# CREA finally gives in



## GeniusBoy27 (Jun 11, 2010)

The vote is coming in tomorrow, but the Globe and Mail Reports that soon you can be selling your home for much cheaper!

http://www.theglobeandmail.com/news...mers-wider-choice-of-services/article1770659/


----------



## DavidJD (Sep 27, 2009)

I posted this on August 23rd...still believe it...

"_If MLS access is successfully challenged by the For-Sale-By-Owner service package providers (Comfree and the like), then the MLS will end up just like putting your house up on Kijiji. Re/max, RLP C21 and all the others large brokerages are not going to cooperate. What will happen is the large companies will create an exlusive database and share amongst themselves - exluding FSBO's. The real victim will me be the thousands of independent brokerages with a handful of Realtors and a tiny market share (yet with a loyal and well served client base). Where the big 3-4 companies already occupy 60% of the market share, the selection of brokerages to list with will be reduced significantly. The larger brokerages will swallow their market share. This will not serve the public better than today.

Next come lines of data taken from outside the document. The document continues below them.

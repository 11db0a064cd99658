#![forbid(unsafe_code)]

//! Scroll-triggered reveal choreography.
//!
//! Two pieces, both driven by the eased scroll value:
//!
//! - [`RevealSet`] — once-only reveal triggers: an element fires the first
//!   time its top crosses the start line (a configured fraction of the
//!   viewport), carrying its stagger delay. Fired latches survive geometry
//!   refreshes, so a resize never replays a reveal.
//! - [`ParallaxScrub`] — a linear scrub tied to a section's travel through
//!   the viewport, drifting the intro content up and dimming it.

/// One reveal trigger: element geometry plus its animation delay.
#[derive(Debug, Clone, Copy, PartialEq)]
pub struct RevealTrigger {
    /// Element top in content coordinates.
    pub top: f64,
    /// Viewport fraction of the start line; 0.85 fires when the element top
    /// rises above 85% of the viewport height.
    pub start_fraction: f64,
    /// Delay the host applies to the reveal animation, in seconds.
    pub delay_s: f64,
}

/// A trigger that fired during an observation.
#[derive(Debug, Clone, Copy, PartialEq)]
pub struct RevealEvent {
    /// Index of the trigger within the set.
    pub index: usize,
    /// Delay carried from the trigger.
    pub delay_s: f64,
}

/// A set of once-only reveal triggers.
#[derive(Debug, Clone, Default)]
pub struct RevealSet {
    triggers: Vec<RevealTrigger>,
    fired: Vec<bool>,
}

impl RevealSet {
    #[must_use]
    pub fn new(triggers: Vec<RevealTrigger>) -> Self {
        let fired = vec![false; triggers.len()];
        Self { triggers, fired }
    }

    /// Build a staggered set over element tops: trigger `i` gets
    /// `base_delay_s + i * stagger_step_s`.
    #[must_use]
    pub fn with_stagger(
        tops: &[f64],
        start_fraction: f64,
        base_delay_s: f64,
        stagger_step_s: f64,
    ) -> Self {
        Self::new(
            tops.iter()
                .enumerate()
                .map(|(i, &top)| RevealTrigger {
                    top,
                    start_fraction,
                    delay_s: base_delay_s + i as f64 * stagger_step_s,
                })
                .collect(),
        )
    }

    /// Number of triggers in the set.
    #[must_use]
    pub fn len(&self) -> usize {
        self.triggers.len()
    }

    /// Whether the set has no triggers.
    #[must_use]
    pub fn is_empty(&self) -> bool {
        self.triggers.is_empty()
    }

    /// Number of triggers that have fired.
    #[must_use]
    pub fn fired_count(&self) -> usize {
        self.fired.iter().filter(|&&f| f).count()
    }

    /// Observe a scroll position; returns newly fired triggers in element
    /// order. A trigger fires once its top rises above the start line
    /// (`scroll + viewport_height * start_fraction`), and never again.
    pub fn observe(&mut self, scroll: f64, viewport_height: f64) -> Vec<RevealEvent> {
        let mut events = Vec::new();
        for (index, trigger) in self.triggers.iter().enumerate() {
            if self.fired[index] {
                continue;
            }
            let start_line = scroll + viewport_height * trigger.start_fraction;
            if trigger.top <= start_line {
                self.fired[index] = true;
                events.push(RevealEvent {
                    index,
                    delay_s: trigger.delay_s,
                });
            }
        }
        events
    }

    /// Refresh trigger geometry after resize or content change. Keeps fired
    /// latches; extra tops beyond the set length are ignored and missing
    /// tops leave their triggers unchanged.
    pub fn refresh_tops(&mut self, tops: &[f64]) {
        for (trigger, &top) in self.triggers.iter_mut().zip(tops) {
            trigger.top = top;
        }
    }
}

/// Style produced by the parallax scrub.
#[derive(Debug, Clone, Copy, PartialEq)]
pub struct ParallaxStyle {
    pub translate_y: f64,
    pub opacity: f64,
}

/// Linear parallax scrub over a section's travel through the viewport:
/// starts as the section top enters at the viewport bottom, ends as the
/// section bottom leaves at the viewport top.
#[derive(Debug, Clone, Copy, PartialEq)]
pub struct ParallaxScrub {
    pub section_top: f64,
    pub section_height: f64,
    /// Translation at full progress (default drift: -50).
    pub max_translate_y: f64,
    /// Opacity at full progress (default dim: 0.6).
    pub min_opacity: f64,
}

impl ParallaxScrub {
    #[must_use]
    pub fn new(section_top: f64, section_height: f64) -> Self {
        Self {
            section_top,
            section_height,
            max_translate_y: -50.0,
            min_opacity: 0.6,
        }
    }

    /// Scrub progress in `[0, 1]` for a scroll position.
    #[must_use]
    pub fn progress(&self, scroll: f64, viewport_height: f64) -> f64 {
        let travel = self.section_height + viewport_height;
        if travel <= 0.0 {
            return 0.0;
        }
        ((scroll + viewport_height - self.section_top) / travel).clamp(0.0, 1.0)
    }

    /// Style at a scroll position.
    #[must_use]
    pub fn style(&self, scroll: f64, viewport_height: f64) -> ParallaxStyle {
        let t = self.progress(scroll, viewport_height);
        ParallaxStyle {
            translate_y: self.max_translate_y * t,
            opacity: 1.0 + (self.min_opacity - 1.0) * t,
        }
    }
}
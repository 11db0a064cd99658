#![forbid(unsafe_code)]

//! Synthetic scrollbar thumb geometry.
//!
//! Derived view state, never authoritative: thumb height and offset are pure
//! functions of the eased scroll value and the page geometry, recomputed on
//! every render step so the scrollbar is always consistent with the scroll
//! state it mirrors.

/// Scrollbar thumb height and offset within the track, in pixels.
#[derive(Debug, Clone, Copy, PartialEq)]
pub struct ThumbMetrics {
    /// Thumb height, floored at the configured minimum.
    pub height: f64,
    /// Thumb offset from the top of the track. Never exceeds
    /// `track_height - height`.
    pub offset: f64,
}

impl ThumbMetrics {
    /// Compute the thumb geometry for a scroll position.
    ///
    /// The thumb height is proportional to the visible fraction of the
    /// content (`viewport / content`), floored at `min_thumb_px`; the offset
    /// places the thumb at the scroll progress fraction of the draggable
    /// track range. Degenerate geometry (zero content, zero scroll range)
    /// resolves to a full-height thumb parked at the top.
    #[must_use]
    pub fn compute(
        scroll: f64,
        viewport_height: f64,
        content_height: f64,
        track_height: f64,
        min_thumb_px: f64,
    ) -> Self {
        let max_scroll = (content_height - viewport_height).max(0.0);
        let scroll_range = if max_scroll > 0.0 { max_scroll } else { 1.0 };
        let progress = (scroll / scroll_range).clamp(0.0, 1.0);

        let visible_ratio = if content_height > 0.0 {
            (viewport_height / content_height).min(1.0)
        } else {
            1.0
        };
        let height = (track_height * visible_ratio).max(min_thumb_px).min(track_height);
        let offset = progress * (track_height - height).max(0.0);

        Self { height, offset }
    }

    /// The track distance the thumb can travel.
    #[must_use]
    pub fn draggable_range(&self, track_height: f64) -> f64 {
        (track_height - self.height).max(0.0)
    }
}

#[cfg(test)]
mod tests {
    use super::*;

    const MIN_THUMB: f64 = 50.0;

    // -- Proportionality --

    #[test]
    fn midpoint_scroll_centers_thumb() {
        // viewport 800, content 3800: max scroll 3000; scroll 1500 is 0.5.
        let thumb = ThumbMetrics::compute(1500.0, 800.0, 3800.0, 800.0, MIN_THUMB);
        let draggable = thumb.draggable_range(800.0);
        assert!((thumb.offset / draggable - 0.5).abs() < 1e-9);
    }

    #[test]
    fn offset_tracks_scroll_progress() {
        for i in 0..=10 {
            let scroll = 3000.0 * f64::from(i) / 10.0;
            let thumb = ThumbMetrics::compute(scroll, 800.0, 3800.0, 800.0, MIN_THUMB);
            let draggable = thumb.draggable_range(800.0);
            assert!((thumb.offset / draggable - scroll / 3000.0).abs() < 1e-9);
        }
    }

    // -- Bounds --

    #[test]
    fn offset_never_exceeds_draggable_range() {
        let thumb = ThumbMetrics::compute(99_999.0, 800.0, 3800.0, 800.0, MIN_THUMB);
        assert!(thumb.offset <= 800.0 - thumb.height + 1e-9);
    }

    #[test]
    fn thumb_height_is_floored() {
        // Very tall content would make the proportional thumb 8 px.
        let thumb = ThumbMetrics::compute(0.0, 800.0, 80_000.0, 800.0, MIN_THUMB);
        assert_eq!(thumb.height, MIN_THUMB);
    }

    #[test]
    fn thumb_never_exceeds_track() {
        let thumb = ThumbMetrics::compute(0.0, 800.0, 900.0, 60.0, MIN_THUMB);
        assert!(thumb.height <= 60.0);
        assert_eq!(thumb.offset, 0.0);
    }

    // -- Degenerate geometry --

    #[test]
    fn short_content_parks_full_thumb_at_top() {
        let thumb = ThumbMetrics::compute(0.0, 800.0, 500.0, 800.0, MIN_THUMB);
        assert_eq!(thumb.height, 800.0);
        assert_eq!(thumb.offset, 0.0);
        assert_eq!(thumb.draggable_range(800.0), 0.0);
    }

    #[test]
    fn zero_content_height_is_safe() {
        let thumb = ThumbMetrics::compute(0.0, 800.0, 0.0, 800.0, MIN_THUMB);
        assert_eq!(thumb.height, 800.0);
        assert_eq!(thumb.offset, 0.0);
    }
}
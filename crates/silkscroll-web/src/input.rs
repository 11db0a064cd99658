#![forbid(unsafe_code)]

//! Deterministic, JSON-friendly input schema for `silkscroll-web`.
//!
//! The web host (JS/TS) listens to DOM events and forwards them here in a
//! normalized form: the raw native scroll offset, pointer coordinates in CSS
//! pixels with a pre-resolved "on the scrollbar thumb" flag, and viewport /
//! content geometry changes.
//!
//! This module focuses on:
//! - a compact pointer-button bitset (`buttons: u8`) for logs/traces,
//! - a stable `kind`-tagged JSON encoding suitable for record/replay, and
//! - per-frame coalescing of native scroll events (scroll listeners can fire
//!   several times between animation frames; the engine only needs the most
//!   recent offset once per frame).

use bitflags::bitflags;
use serde::{Deserialize, Serialize};

bitflags! {
    /// Pointer buttons held during an input event.
    ///
    /// These flags are encoded as a compact `u8` bitset in JSON (`buttons`),
    /// matching the DOM `PointerEvent.buttons` convention.
    #[derive(Debug, Default, Clone, Copy, PartialEq, Eq, Hash)]
    pub struct PointerButtons: u8 {
        const PRIMARY   = 0b0001;
        const SECONDARY = 0b0010;
        const AUXILIARY = 0b0100;
    }
}

impl PointerButtons {
    #[must_use]
    pub const fn from_bits_truncate_u8(bits: u8) -> Self {
        Self::from_bits_truncate(bits)
    }
}

/// Phase for pointer events.
#[derive(Debug, Clone, Copy, PartialEq, Eq, Hash, Serialize, Deserialize)]
#[serde(rename_all = "snake_case")]
pub enum PointerPhase {
    Down,
    Move,
    Up,
    Enter,
    Leave,
}

/// Normalized pointer event in CSS pixels.
#[derive(Debug, Clone, Copy, PartialEq)]
pub struct PointerInput {
    pub phase: PointerPhase,
    pub x: f64,
    pub y: f64,
    /// Whether the event targeted the synthetic scrollbar thumb. The host
    /// resolves this from the event target; pointer-down on the thumb starts
    /// a drag session.
    pub on_thumb: bool,
    pub buttons: PointerButtons,
}

/// Normalized, deterministic web input event.
#[derive(Debug, Clone, Copy, PartialEq)]
pub enum InputEvent {
    /// The browser reported a native scroll offset (unclamped).
    NativeScroll { offset: f64 },
    Pointer(PointerInput),
    /// Viewport resize; `track_height` rides along when the host measured
    /// the scrollbar track in the same layout pass.
    Resize {
        viewport_width: f64,
        viewport_height: f64,
        track_height: Option<f64>,
    },
    /// Observed content-size change (async content loading).
    ContentResize { content_height: f64 },
}

/// JSON encoding used for golden traces and record/replay.
///
/// This is intentionally small and stable: a `kind` tag plus the minimum
/// semantic fields needed for replay.
#[derive(Debug, Clone, Serialize, Deserialize, PartialEq)]
#[serde(tag = "kind", rename_all = "snake_case")]
pub enum InputEventJson {
    NativeScroll {
        offset: f64,
    },
    Pointer {
        phase: PointerPhase,
        x: f64,
        y: f64,
        #[serde(default)]
        on_thumb: bool,
        buttons: u8,
    },
    Resize {
        viewport_width: f64,
        viewport_height: f64,
        #[serde(default, skip_serializing_if = "Option::is_none")]
        track_height: Option<f64>,
    },
    ContentResize {
        content_height: f64,
    },
}

impl InputEvent {
    /// Encode this event as a stable JSON string.
    ///
    /// Errors can occur only if serialization fails (for example, due to an
    /// internal `serde_json` formatting error).
    pub fn to_json_string(&self) -> Result<String, serde_json::Error> {
        serde_json::to_string(&InputEventJson::from(self))
    }

    /// Decode a previously encoded event JSON string.
    ///
    /// Errors occur if the JSON does not match the expected schema.
    pub fn from_json_str(s: &str) -> Result<Self, serde_json::Error> {
        let json: InputEventJson = serde_json::from_str(s)?;
        Ok(Self::from(json))
    }
}

impl From<&InputEvent> for InputEventJson {
    fn from(value: &InputEvent) -> Self {
        match *value {
            InputEvent::NativeScroll { offset } => Self::NativeScroll { offset },
            InputEvent::Pointer(pointer) => Self::Pointer {
                phase: pointer.phase,
                x: pointer.x,
                y: pointer.y,
                on_thumb: pointer.on_thumb,
                buttons: pointer.buttons.bits(),
            },
            InputEvent::Resize {
                viewport_width,
                viewport_height,
                track_height,
            } => Self::Resize {
                viewport_width,
                viewport_height,
                track_height,
            },
            InputEvent::ContentResize { content_height } => Self::ContentResize { content_height },
        }
    }
}

impl From<InputEventJson> for InputEvent {
    fn from(value: InputEventJson) -> Self {
        match value {
            InputEventJson::NativeScroll { offset } => Self::NativeScroll { offset },
            InputEventJson::Pointer {
                phase,
                x,
                y,
                on_thumb,
                buttons,
            } => Self::Pointer(PointerInput {
                phase,
                x,
                y,
                on_thumb,
                buttons: PointerButtons::from_bits_truncate_u8(buttons),
            }),
            InputEventJson::Resize {
                viewport_width,
                viewport_height,
                track_height,
            } => Self::Resize {
                viewport_width,
                viewport_height,
                track_height,
            },
            InputEventJson::ContentResize { content_height } => Self::ContentResize { content_height },
        }
    }
}

/// Coalesces native scroll events within a single frame into one offset.
///
/// Passive scroll listeners can fire several times between animation frames.
/// The coalescer keeps only the most recent offset and counts how many events
/// it absorbed, so the engine applies one target update per frame tick.
#[derive(Debug, Clone, Default)]
pub struct ScrollEventCoalescer {
    latest_offset: Option<f64>,
    event_count: u32,
}

impl ScrollEventCoalescer {
    /// Create a new coalescer.
    #[must_use]
    pub fn new() -> Self {
        Self::default()
    }

    /// Feed a native scroll offset. Call this for every
    /// `InputEvent::NativeScroll` received.
    pub fn push(&mut self, offset: f64) {
        self.latest_offset = Some(offset);
        self.event_count += 1;
    }

    /// Drain the coalesced offset and reset for the next frame.
    ///
    /// Returns `(latest_offset, event_count)`.
    pub fn drain(&mut self) -> (Option<f64>, u32) {
        let result = (self.latest_offset.take(), self.event_count);
        self.event_count = 0;
        result
    }

    /// Whether any events were accumulated since the last drain.
    #[must_use]
    pub fn has_events(&self) -> bool {
        self.event_count > 0
    }
}

#[cfg(test)]
mod tests {
    use super::*;
    use proptest::prelude::*;

    #[test]
    fn native_scroll_json_shape() {
        let ev = InputEvent::NativeScroll { offset: 1500.0 };
        let json = ev.to_json_string().expect("serialize");
        assert_eq!(json, r#"{"kind":"native_scroll","offset":1500.0}"#);
    }

    #[test]
    fn pointer_json_roundtrip_is_stable() {
        let ev = InputEvent::Pointer(PointerInput {
            phase: PointerPhase::Down,
            x: 1268.0,
            y: 342.5,
            on_thumb: true,
            buttons: PointerButtons::PRIMARY,
        });
        let j1 = ev.to_json_string().expect("serialize");
        let j2 = ev.to_json_string().expect("serialize");
        assert_eq!(j1, j2);
        let back = InputEvent::from_json_str(&j1).expect("deserialize");
        assert_eq!(ev, back);
    }

    #[test]
    fn resize_omits_absent_track_height() {
        let ev = InputEvent::Resize {
            viewport_width: 1280.0,
            viewport_height: 800.0,
            track_height: None,
        };
        let json = ev.to_json_string().expect("serialize");
        assert!(!json.contains("track_height"));
        let back = InputEvent::from_json_str(&json).expect("deserialize");
        assert_eq!(ev, back);
    }

    #[test]
    fn unknown_kind_is_rejected() {
        assert!(InputEvent::from_json_str(r#"{"kind":"gesture","offset":1.0}"#).is_err());
    }

    // -- Coalescer --

    #[test]
    fn coalescer_starts_empty() {
        let c = ScrollEventCoalescer::new();
        assert!(!c.has_events());
        let mut c = c;
        assert_eq!(c.drain(), (None, 0));
    }

    #[test]
    fn coalescer_keeps_the_latest_offset() {
        let mut c = ScrollEventCoalescer::new();
        c.push(100.0);
        c.push(250.0);
        c.push(180.0);
        assert!(c.has_events());
        assert_eq!(c.drain(), (Some(180.0), 3));
        assert!(!c.has_events());
    }

    #[test]
    fn coalescer_drain_resets() {
        let mut c = ScrollEventCoalescer::new();
        c.push(42.0);
        let _ = c.drain();
        assert_eq!(c.drain(), (None, 0));
    }

    proptest! {
        #[test]
        fn event_json_roundtrip(offset in -1e6f64..1e6, x in 0.0f64..4000.0, y in 0.0f64..4000.0, bits in any::<u8>(), on_thumb in any::<bool>()) {
            let events = [
                InputEvent::NativeScroll { offset },
                InputEvent::Pointer(PointerInput {
                    phase: PointerPhase::Move,
                    x,
                    y,
                    on_thumb,
                    buttons: PointerButtons::from_bits_truncate_u8(bits),
                }),
                InputEvent::Resize {
                    viewport_width: x,
                    viewport_height: y,
                    track_height: Some(y),
                },
                InputEvent::ContentResize { content_height: offset.abs() },
            ];
            for ev in events {
                let json = ev.to_json_string().expect("serialize");
                let back = InputEvent::from_json_str(&json).expect("deserialize");
                prop_assert_eq!(ev, back);
            }
        }

        #[test]
        fn coalescer_always_reports_last_push(offsets in prop::collection::vec(-1e6f64..1e6, 1..64)) {
            let mut c = ScrollEventCoalescer::new();
            for &offset in &offsets {
                c.push(offset);
            }
            let (latest, count) = c.drain();
            prop_assert_eq!(latest, offsets.last().copied());
            prop_assert_eq!(count as usize, offsets.len());
        }
    }
}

And if you want to list or sell a home in the powerful, exclusive database, your choice is narrowed and the fee, will be the same if not higher.

Thoughts? _"


----------



## CanadianCapitalist (Mar 31, 2009)

The consent agreement between CREA and CB can be found here:

http://www.ct-tc.gc.ca/CMFiles/CT-2010-002_Registered Consent Agreement_75_38_10-25-2010_2647.pdf

I think this is great news for homeowners. The key point is that CREA will not be able to change the rules if it starts to feel the heat from the discounters. I'm not convinced that the big brokerages will band together to start off another database exclusive to themselves.


----------



## Berubeland (Sep 6, 2009)

David it's already done...

The five major brokerages have decided to create their own site to "compete" with realtor.ca a while back.


----------



## kcowan (Jul 1, 2010)

The listing broker will decide what to charge for an MLS listing. Can FSBO become a member?


----------



## DavidJD (Sep 27, 2009)

Berubeland said:


> David it's already done...
> 
> The five major brokerages have decided to create their own site to "compete" with realtor.ca a while back.


Makes sense to me. Now vendors who insist on their own list price and not even at a RE-fee-less discount, will have their own market. The motivated vendors (and most desireable) will be on the big five's site - and be glad to pay for it. You get what you pay for. A database of 'listings' does not make a real estate industry. The former MLS database will lessen to the point of it being a glorified Craigslist and the exclusive, big five database will be the premier, most sought after place to 'list' your home in Canada. 

A Pyrrhic victory...


----------



## GeniusBoy27 (Jun 11, 2010)

I wonder if the big real estate firms will hold up under the increased pressure, because I would see an increase fragmentation of the market. In short, it's good old disruptive innovation. I can see a strong comptetitor, with a more user friendly search engine providing a significant challenge to the existing MLS. 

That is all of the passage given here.